Your goal should be to establish a base of funding that’s reliable, flexible and varied. Consider conducting a funding review. Start by establishing a baseline with a review of your organization’s funding sources. Such a review should include:
- Your current funding mix;
- Restrictions or conditions placed on each funding source;
- Longevity and predictability of each funding source;
- Current funding gaps; and
- Potential future gaps.
Establish benchmarks to see how your revenue mix stacks up against various peer groups — and identify any dangers. As part of your organization’s annual audit process, discuss with your CPA the need to evaluate your revenue sources and identify any areas where you may be too dependent on a single source.
Funders’ interests often fall into distinct categories. The key is to find these natural matches between your mission and particular funding sources. For example, corporations tend to support hunger and health issues while individuals tend to give to issues that cross socio-economic boundaries, like environmental advocacy. Ultimately, they all give to organizations that have clear, compelling and simple messages.
Nonprofits Can Profit, Too
Consider developing alternative revenue streams that are not dependent on the vagaries of state and federal funding or the whims of donors. Management and board members have many talents that can be focused on creating profitable activities. Also, don’t ignore that most nonprofits have strong “brand names” so that can be carefully associated with activities that generate revenue.
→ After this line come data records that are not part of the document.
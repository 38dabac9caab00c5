//! Error types for kvsget

use thiserror::Error;

/// Main error type for kvsget operations
#[derive(Debug, Error)]
pub enum KvsError {
    #[error("Player configuration not found on {url}")]
    ConfigurationNotFound { url: String },

    #[error("Player configuration could not be parsed ({reason}) near: {fragment}")]
    ConfigurationParseError { fragment: String, reason: String },

    #[error("Malformed license code: {0}")]
    MalformedLicense(String),

    #[error("License token too short: need {needed} digits, have {available}")]
    TokenTooShort { needed: usize, available: usize },

    #[error("Malformed media URL: {0}")]
    MalformedUrl(String),

    #[error("No playable formats found")]
    NoPlayableFormats,

    #[error("Access restricted: {0}")]
    AccessRestricted(String),

    #[error("Page has no {0}")]
    MissingField(&'static str),

    #[error("Failed to fetch {url}: {source}")]
    Fetch {
        url: String,
        #[source]
        source: reqwest::Error,
    },

    #[error("HTTP {status} while fetching {url}")]
    HttpStatus { url: String, status: u16 },

    #[error("Invalid URL: {0}")]
    InvalidUrl(String),

    #[error("Unsupported URL: {0}")]
    UnsupportedUrl(String),

    #[error("No suitable format found")]
    NoFormatFound,

    #[error("Download failed: {0}")]
    DownloadFailed(#[from] reqwest::Error),

    #[error("IO error: {0}")]
    IoError(#[from] std::io::Error),

    #[error("JSON error: {0}")]
    JsonError(#[from] serde_json::Error),

    #[error("URL parsing error: {0}")]
    UrlError(#[from] url::ParseError),

    #[error("Regex error: {0}")]
    RegexError(#[from] regex::Error),

    #[error("Timeout error: {0}")]
    TimeoutError(String),

    #[error("Generic error: {0}")]
    Generic(String),
}

impl KvsError {
    /// Check if error is retryable
    pub fn is_retryable(&self) -> bool {
        match self {
            KvsError::Fetch { .. } | KvsError::DownloadFailed(_) | KvsError::TimeoutError(_) => {
                true
            }
            KvsError::HttpStatus { status, .. } => *status == 429 || *status >= 500,
            _ => false,
        }
    }

    /// Check if error comes from the page markup rather than the network
    pub fn is_extraction_error(&self) -> bool {
        matches!(
            self,
            KvsError::ConfigurationNotFound { .. }
                | KvsError::ConfigurationParseError { .. }
                | KvsError::MalformedLicense(_)
                | KvsError::TokenTooShort { .. }
                | KvsError::MalformedUrl(_)
                | KvsError::NoPlayableFormats
        )
    }
}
Examples are easy to find, but not necessarily simple to emulate. Careful planning is necessary before launching into new business models. Nonetheless, I have observed that talented management and board members have created some of the following VERY SUCCESFUL nonprofit models:
- Healthcare organizations have developed therapy services for private pay and insurance reimbursements at levels that significantly exceed government program allotments.
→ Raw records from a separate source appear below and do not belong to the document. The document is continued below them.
//! Media URL deobfuscation for KVS `function/0/` links

use crate::error::KvsError;
use crate::platform::license::{derive_license_token, LicenseToken};
use tracing::debug;

/// Prefix marking a media URL as obfuscated
pub const OBFUSCATION_MARKER: &str = "function/0/";

/// Length of the scrambled part of the hash component
pub const SEGMENT_LEN: usize = 32;

/// Index of the hash component once `function` and `0` are dropped
const HASH_COMPONENT: usize = 5;

/// Check if a media URL needs deobfuscation
pub fn is_obfuscated(url: &str) -> bool {
    url.starts_with(OBFUSCATION_MARKER)
}

/// Undo the positional swap cipher on a 32-character segment.
///
/// The player scrambles positions in ascending order, so the swaps are
/// replayed from the last position down to the first.
pub fn unscramble_segment(segment: &str, token: &LicenseToken) -> Result<String, KvsError> {
    let mut buffer: Vec<char> = segment.chars().collect();
    if buffer.len() != SEGMENT_LEN {
        return Err(KvsError::MalformedUrl(format!(
            "scrambled segment {:?} is {} characters, expected {}",
            segment,
            buffer.len(),
            SEGMENT_LEN
        )));
    }
    if token.len() < SEGMENT_LEN {
        return Err(KvsError::TokenTooShort {
            needed: SEGMENT_LEN,
            available: token.len(),
        });
    }

    for position in (0..SEGMENT_LEN).rev() {
        let partner = (position + token.digit_sum_from(position)) % SEGMENT_LEN;
        buffer.swap(position, partner);
    }

    Ok(buffer.into_iter().collect())
}

/// Turn a `flashvars` media URL into the URL the CDN serves.
///
/// URLs without the obfuscation marker are returned as-is.
pub fn reconstruct_url(raw_url: &str, license_code: &str) -> Result<String, KvsError> {
    if !is_obfuscated(raw_url) {
        return Ok(raw_url.to_string());
    }

    let (path, query) = match raw_url.split_once('?') {
        Some((path, query)) => (path, Some(query)),
        None => (raw_url, None),
    };

    // drop the "function" and "0" components
    let mut components: Vec<String> = path.split('/').skip(2).map(str::to_string).collect();
    if components.len() <= HASH_COMPONENT {
        return Err(KvsError::MalformedUrl(format!(
            "expected at least {} path components in {:?}, found {}",
            HASH_COMPONENT + 1,
            raw_url,
            components.len()
        )));
    }

    let hash = &components[HASH_COMPONENT];
    let scrambled: String = hash.chars().take(SEGMENT_LEN).collect();
    let rest: String = hash.chars().skip(SEGMENT_LEN).collect();

    let token = derive_license_token(license_code)?;
    let plain = unscramble_segment(&scrambled, &token)?;
    debug!("Unscrambled media hash {} -> {}", scrambled, plain);

    components[HASH_COMPONENT] = plain + &rest;
    let mut real_url = components.join("/");
    if let Some(query) = query {
        real_url.push('?');
        real_url.push_str(query);
    }

    Ok(real_url)
}

#[cfg(test)]
mod tests {
    use super::*;

    const LICENSE: &str = "$603368314383937";
    const PLAIN_HASH: &str = "7a35a1d2e4f6b8c0d9e7f5a3b1c2d4e6";
    const SCRAMBLED_HASH: &str = "39ae6b1d73dec70d8212fb5face564a4";

    // what the player does before publishing the URL
    fn scramble_segment(segment: &str, token: &LicenseToken) -> String {
        let mut buffer: Vec<char> = segment.chars().collect();
        for position in 0..SEGMENT_LEN {
            let partner = (position + token.digit_sum_from(position)) % SEGMENT_LEN;
            buffer.swap(position, partner);
        }
        buffer.into_iter().collect()
    }

    #[test]
    fn test_unscramble_known_segment() {
        let token = derive_license_token(LICENSE).unwrap();
        assert_eq!(
            unscramble_segment(SCRAMBLED_HASH, &token).unwrap(),
            PLAIN_HASH
        );
    }

    #[test]
    fn test_unscramble_second_fixture() {
        let token = derive_license_token("$518714213521396").unwrap();
        assert_eq!(
            unscramble_segment("b0847fd17e5926a3a1bc4560cd293fe8", &token).unwrap(),
            "0f1e2d3c4b5a69788796a5b4c3d2e1f0"
        );
    }

    #[test]
    fn test_round_trip_with_forward_cipher() {
        let token = derive_license_token(LICENSE).unwrap();
        let plain = "0123456789abcdefghijklmnopqrstuv";
        let scrambled = scramble_segment(plain, &token);
        assert_ne!(scrambled, plain);
        assert_eq!(unscramble_segment(&scrambled, &token).unwrap(), plain);
    }

    #[test]
    fn test_ascending_order_gives_wrong_result() {
        let token = derive_license_token(LICENSE).unwrap();
        let wrong = scramble_segment(SCRAMBLED_HASH, &token);
        assert_eq!(wrong, "a2914ab82f6703d175cddcbf5eaee364");
        assert_ne!(wrong, PLAIN_HASH);
    }

    #[test]
    fn test_unscramble_is_deterministic() {
        let token = derive_license_token(LICENSE).unwrap();
        let first = unscramble_segment(SCRAMBLED_HASH, &token).unwrap();
        let second = unscramble_segment(SCRAMBLED_HASH, &token).unwrap();
        assert_eq!(first, second);
    }

    #[test]
    fn test_unscramble_rejects_wrong_length() {
        let token = derive_license_token(LICENSE).unwrap();
        assert!(matches!(
            unscramble_segment("abc", &token),
            Err(KvsError::MalformedUrl(_))
        ));
    }

    #[test]
    fn test_unscramble_rejects_short_token() {
        // 12 digits -> center 6 -> 28 token digits
        let token = derive_license_token("123456789123").unwrap();
        assert_eq!(token.len(), 28);
        assert!(matches!(
            unscramble_segment(SCRAMBLED_HASH, &token),
            Err(KvsError::TokenTooShort {
                needed: 32,
                available: 28
            })
        ));
    }

    #[test]
    fn test_reconstruct_obfuscated_url() {
        let raw = format!(
            "function/0/https://thisvid.com/get_file/7/{}/3533000/3533241/3533241.mp4/?rnd=1700000000000",
            SCRAMBLED_HASH
        );
        assert_eq!(
            reconstruct_url(&raw, LICENSE).unwrap(),
            format!(
                "https://thisvid.com/get_file/7/{}/3533000/3533241/3533241.mp4/?rnd=1700000000000",
                PLAIN_HASH
            )
        );
    }

    #[test]
    fn test_reconstruct_keeps_hash_suffix() {
        let raw = format!(
            "function/0/https://thisvid.com/get_file/7/{}xyz/3533000/3533241/3533241.mp4/",
            SCRAMBLED_HASH
        );
        assert_eq!(
            reconstruct_url(&raw, LICENSE).unwrap(),
            format!(
                "https://thisvid.com/get_file/7/{}xyz/3533000/3533241/3533241.mp4/",
                PLAIN_HASH
            )
        );
    }

    #[test]
    fn test_reconstruct_passes_through_plain_urls() {
        let urls = [
            "https://thisvid.com/get_file/7/7a35a1d2e4f6b8c0d9e7f5a3b1c2d4e6/3533000/3533241/3533241.mp4/",
            "https://example.com/video.mp4?x=1",
            "",
        ];
        for url in urls {
            assert_eq!(reconstruct_url(url, "").unwrap(), url);
            assert_eq!(reconstruct_url(url, LICENSE).unwrap(), url);
        }
    }

    #[test]
    fn test_reconstruct_too_few_components() {
        assert!(matches!(
            reconstruct_url("function/0/https://thisvid.com/get_file/7", LICENSE),
            Err(KvsError::MalformedUrl(_))
        ));
    }

    #[test]
    fn test_reconstruct_short_hash_component() {
        assert!(matches!(
            reconstruct_url(
                "function/0/https://thisvid.com/get_file/7/abcdef/3533000/",
                LICENSE
            ),
            Err(KvsError::MalformedUrl(_))
        ));
    }

    #[test]
    fn test_reconstruct_propagates_license_errors() {
        let raw = format!(
            "function/0/https://thisvid.com/get_file/7/{}/3533000/3533241/3533241.mp4/",
            SCRAMBLED_HASH
        );
        assert!(matches!(
            reconstruct_url(&raw, ""),
            Err(KvsError::MalformedLicense(_))
        ));
    }
}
- Agencies that train disadvantaged or challenged individuals so that they can productively enter the workforce developed revenue-based contracts with businesses in exchange for providing productive employees.
- Long-term healthcare organizations leverage their expertise to create other housing and residential models. Independent and assisting living residences, concierge services, specialty rehabilitation facilities and the like can be structured to provide significant ancillary revenue.
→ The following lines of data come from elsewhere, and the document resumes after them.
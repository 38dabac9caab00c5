//! Download system for kvsget

pub mod downloader;
pub mod retry;

pub use downloader::*;
pub use retry::*;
- Arts and cultural organizations use their facilities and talent to produce rental income, royalties and consulting revenue. Several hugely successful examples exist where contiguous real estate operations have enhanced the revenue picture, because the nonprofit was already managing its own properties. So why not take on more?
As a CPA, I should note that some sources of alternative revenue may be considered Unrelated Business Taxable Income (UBTI). The situation occurs when the earned income comes from a source that is not substantially related to your organization’s tax-exempt purpose. Of course, careful planning could potentially avoid and/or minimize this tax. To be clear, there is nothing wrong with a tax-exempt organization earning UBTI, and the tax only becomes a cost of doing business.
Get Your Board Onboard
Revenue diversification requires a long-term strategy that includes planning, ongoing cultivation and plenty of patience. Make sure your board and leadership understand the importance of revenue diversification – and embrace the need to seek out new sources and combinations of funding. All levels of leadership must consider development and fundraising to be an essential function of their job description.